1. Regulation of the increase in inositol-1,4,5-trisphosphate (IP₃) production and intracellular Ca²⁺ concentration ([Ca²⁺](i) by protein kinase C (PKC) was investigated in canine cultured tracheal smooth muscle cells (TSMCs). Stimulation of TSMCs by 5-hydroxytryptamine (5-HT) caused an initial transient [Ca²⁺](i) peak followed by a sustained elevation of [Ca²⁺](i) in a concentration-dependent manner. 2. Pretreatment of TSMCs with phorbol 12-myristate 13-acetate (PMA, 1 μM) for 30 min blocked the 5-HT-induced IP₃ formation and Ca²⁺ mobilization.
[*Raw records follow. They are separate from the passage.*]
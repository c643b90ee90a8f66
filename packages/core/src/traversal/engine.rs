//! Path resolution
//!
//! Left-to-right fold over the segments carrying a borrowed current node.
//! Projection segments (`[*]`, slices, multi-key) fork the remaining segments
//! over each projected element and recombine the results into a sequence.

use super::outcome::{MissingReason, Outcome};
use super::segments::{access_field, access_index, mismatch, slice_range};
use crate::error::ParseResult;
use crate::path::{Path, PathSegment, compile};
use crate::value::{Value, ValueKind};

/// Resolve a compiled path against `root`
///
/// Read-only and deterministic. Never fails: absence is reported as
/// [`Outcome::Missing`] with the reason the walk stopped.
#[must_use]
pub fn resolve(root: &Value, path: &Path) -> Outcome {
    resolve_segments(root, path.segments())
}

/// Compile `path` through the path cache and resolve it
///
/// # Errors
/// Returns `ParseError::Malformed` when `path` is not a valid path string.
pub fn resolve_str(root: &Value, path: &str) -> ParseResult<Outcome> {
    let compiled = compile(path)?;
    Ok(resolve(root, &compiled))
}

pub(crate) fn resolve_segments(root: &Value, segments: &[PathSegment]) -> Outcome {
    let mut current = root;

    for (i, segment) in segments.iter().enumerate() {
        if current.is_null() {
            return Outcome::Missing(MissingReason::NullEncountered);
        }
        let rest = &segments[i + 1..];

        let step = match segment {
            PathSegment::Field(name) => access_field(current, name),
            PathSegment::Index(index) => access_index(current, *index),
            PathSegment::Wildcard => return expand(current, None, None, rest),
            PathSegment::Slice { start, end } => return expand(current, *start, *end, rest),
            PathSegment::MultiKey(keys) => return project_keys(current, keys, rest),
        };

        match step {
            Ok(next) => current = next,
            Err(reason) => return Outcome::Missing(reason),
        }
    }

    Outcome::Found(current.clone())
}

/// Fork `rest` over the selected elements of a sequence
///
/// Elements whose sub-resolution is missing are dropped silently.
fn expand(current: &Value, start: Option<i64>, end: Option<i64>, rest: &[PathSegment]) -> Outcome {
    let Value::Array(items) = current else {
        return Outcome::Missing(mismatch(ValueKind::Sequence, current));
    };

    let selected = &items[slice_range(items.len(), start, end)];
    if rest.is_empty() {
        return Outcome::Found(Value::Array(selected.to_vec()));
    }

    let found = selected
        .iter()
        .filter_map(|item| resolve_segments(item, rest).into_value())
        .collect();
    Outcome::Found(Value::Array(found))
}

/// Project sibling keys into a sequence, one entry per key
///
/// Keys may be dotted chains. An entry that cannot be resolved becomes null;
/// the projection itself only fails when `current` is not a mapping.
fn project_keys(current: &Value, keys: &[String], rest: &[PathSegment]) -> Outcome {
    if !current.is_object() {
        return Outcome::Missing(mismatch(ValueKind::Mapping, current));
    }

    let projected = keys
        .iter()
        .map(|key| {
            key.split('.')
                .try_fold(current, |node, part| node.get(part))
                .and_then(|node| resolve_segments(node, rest).into_value())
                .unwrap_or(Value::Null)
        })
        .collect();
    Outcome::Found(Value::Array(projected))
}
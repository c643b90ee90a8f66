//! Crate configuration
//!
//! Defaults for the path cache and for mappers. Load from JSON or from the
//! `DENDRO_*` environment variables, validate, then [`Config::install`] to
//! resize the global path cache.

use serde::Deserialize;

use crate::error::ConfigError;
use crate::path::{cache::DEFAULT_CAPACITY, global_cache};

/// Configuration validation result type
pub type ConfigResult<T> = Result<T, ConfigError>;

/// Environment variable overriding [`Config::path_cache_capacity`]
pub const ENV_PATH_CACHE_CAPACITY: &str = "DENDRO_PATH_CACHE_CAPACITY";
/// Environment variable overriding [`Config::remove_empty`]
pub const ENV_REMOVE_EMPTY: &str = "DENDRO_REMOVE_EMPTY";
/// Environment variable overriding [`Config::strict`]
pub const ENV_STRICT: &str = "DENDRO_STRICT";

/// Crate-wide defaults
#[derive(Debug, Clone, PartialEq, Eq, Deserialize)]
#[serde(default, deny_unknown_fields)]
pub struct Config {
    /// Maximum number of compiled paths kept by the global path cache
    pub path_cache_capacity: usize,
    /// Default empty-removal policy for mappers built with [`Mapper::from_config`](crate::mapper::Mapper::from_config)
    pub remove_empty: bool,
    /// Default strict policy for mappers built from this config
    pub strict: bool,
}

impl Default for Config {
    fn default() -> Self {
        Self {
            path_cache_capacity: DEFAULT_CAPACITY,
            remove_empty: true,
            strict: false,
        }
    }
}

impl Config {
    /// Parse a JSON document; missing fields take their defaults
    ///
    /// # Errors
    /// `ConfigError::Parse` for invalid JSON or unknown fields, or any
    /// validation error from [`Config::validate`].
    pub fn from_json_str(json: &str) -> ConfigResult<Self> {
        let config: Config = serde_json::from_str(json)?;
        config.validate()?;
        Ok(config)
    }

    /// Defaults overridden by any `DENDRO_*` environment variables that are set
    ///
    /// # Errors
    /// `ConfigError::Env` when a variable holds an unparseable value, or any
    /// validation error from [`Config::validate`].
    pub fn from_env() -> ConfigResult<Self> {
        Self::from_lookup(|name| std::env::var(name).ok())
    }

    /// Like [`Config::from_env`] with a custom variable source
    ///
    /// # Errors
    /// Same as [`Config::from_env`].
    pub fn from_lookup(lookup: impl Fn(&str) -> Option<String>) -> ConfigResult<Self> {
        let mut config = Config::default();

        if let Some(raw) = lookup(ENV_PATH_CACHE_CAPACITY) {
            config.path_cache_capacity = raw.trim().parse().map_err(|_| ConfigError::Env {
                var: ENV_PATH_CACHE_CAPACITY,
                value: raw.clone(),
            })?;
        }
        if let Some(raw) = lookup(ENV_REMOVE_EMPTY) {
            config.remove_empty = parse_flag(ENV_REMOVE_EMPTY, &raw)?;
        }
        if let Some(raw) = lookup(ENV_STRICT) {
            config.strict = parse_flag(ENV_STRICT, &raw)?;
        }

        config.validate()?;
        Ok(config)
    }

    /// Validates the configuration settings
    ///
    /// # Errors
    /// `ConfigError::InvalidValue` if `path_cache_capacity` is zero.
    pub fn validate(&self) -> ConfigResult<()> {
        if self.path_cache_capacity == 0 {
            return Err(ConfigError::InvalidValue {
                field: "path_cache_capacity",
                message: "must be greater than zero".to_string(),
            });
        }
        Ok(())
    }

    /// Validate and apply process-wide settings (the global path cache capacity)
    ///
    /// # Errors
    /// Any validation error from [`Config::validate`]; nothing is applied then.
    pub fn install(&self) -> ConfigResult<()> {
        self.validate()?;
        global_cache().set_capacity(self.path_cache_capacity);
        log::debug!("Installed configuration: {self:?}");
        Ok(())
    }
}

fn parse_flag(var: &'static str, raw: &str) -> ConfigResult<bool> {
    match raw.trim().to_ascii_lowercase().as_str() {
        "1" | "true" | "yes" | "on" => Ok(true),
        "0" | "false" | "no" | "off" => Ok(false),
        _ => Err(ConfigError::Env {
            var,
            value: raw.to_string(),
        }),
    }
}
This inhibition was reduced after the cells had been incubated with PMA for 8 h, and within 48 h the 5-HT-induced Ca²⁺ mobilization reached the same extent as control cells. 3. The concentration of PMA that gave half-maximal inhibition of 5-HT-induced increase in [Ca²⁺](i) was 4 nM. Pretreatment of TSMCs with staurosporine (1 μM) of GF109203X (0.1 μM), PKC inhibitors, inhibited the ability of PMA to attenuate 5-HT-induced responses, suggesting that the inhibitory effect of PMA was mediated through the activation of PKC. 4. In parallel with the effect of PMA on 5-HT-induced IP₃ formation and Ca²⁺ mobilization, the translocation and down-regulation of PKC isozymes were determined by Western blot analysis in TSMCs. Analysis of cell extracts by Western blotting with antibodies against different PKC isozymes revealed that TSMCs expressed PKC-α, βI, βII, δ, ε, θ and ζ. With PMA treatment of the cells for various times, translocation of PKC-α, βI, βII, δ, ε and θ from the cytosol to the membrane was seen after 5 min, 30 min, 2 h, and 4 h treatment. However, 24 h treatment caused a partial down-regulation of these PKC isozymes PKC-ζ was not significantly translocated and down-regulated at any of the times tested. 5. In conclusion, these results suggest that activation of PKC may inhibit the receptor-mediated phosphoinositide hydrolysis and consequently attenuate the [Ca²⁺](i) increase or inhibit both responses independently. The translocation of PKC-α, βI, βII, δ, ε, and θ induced by PMA caused an attenuation of 5-HT-stimulated IP₃ accumulation and Ca²⁺ mobilization in TSMCs.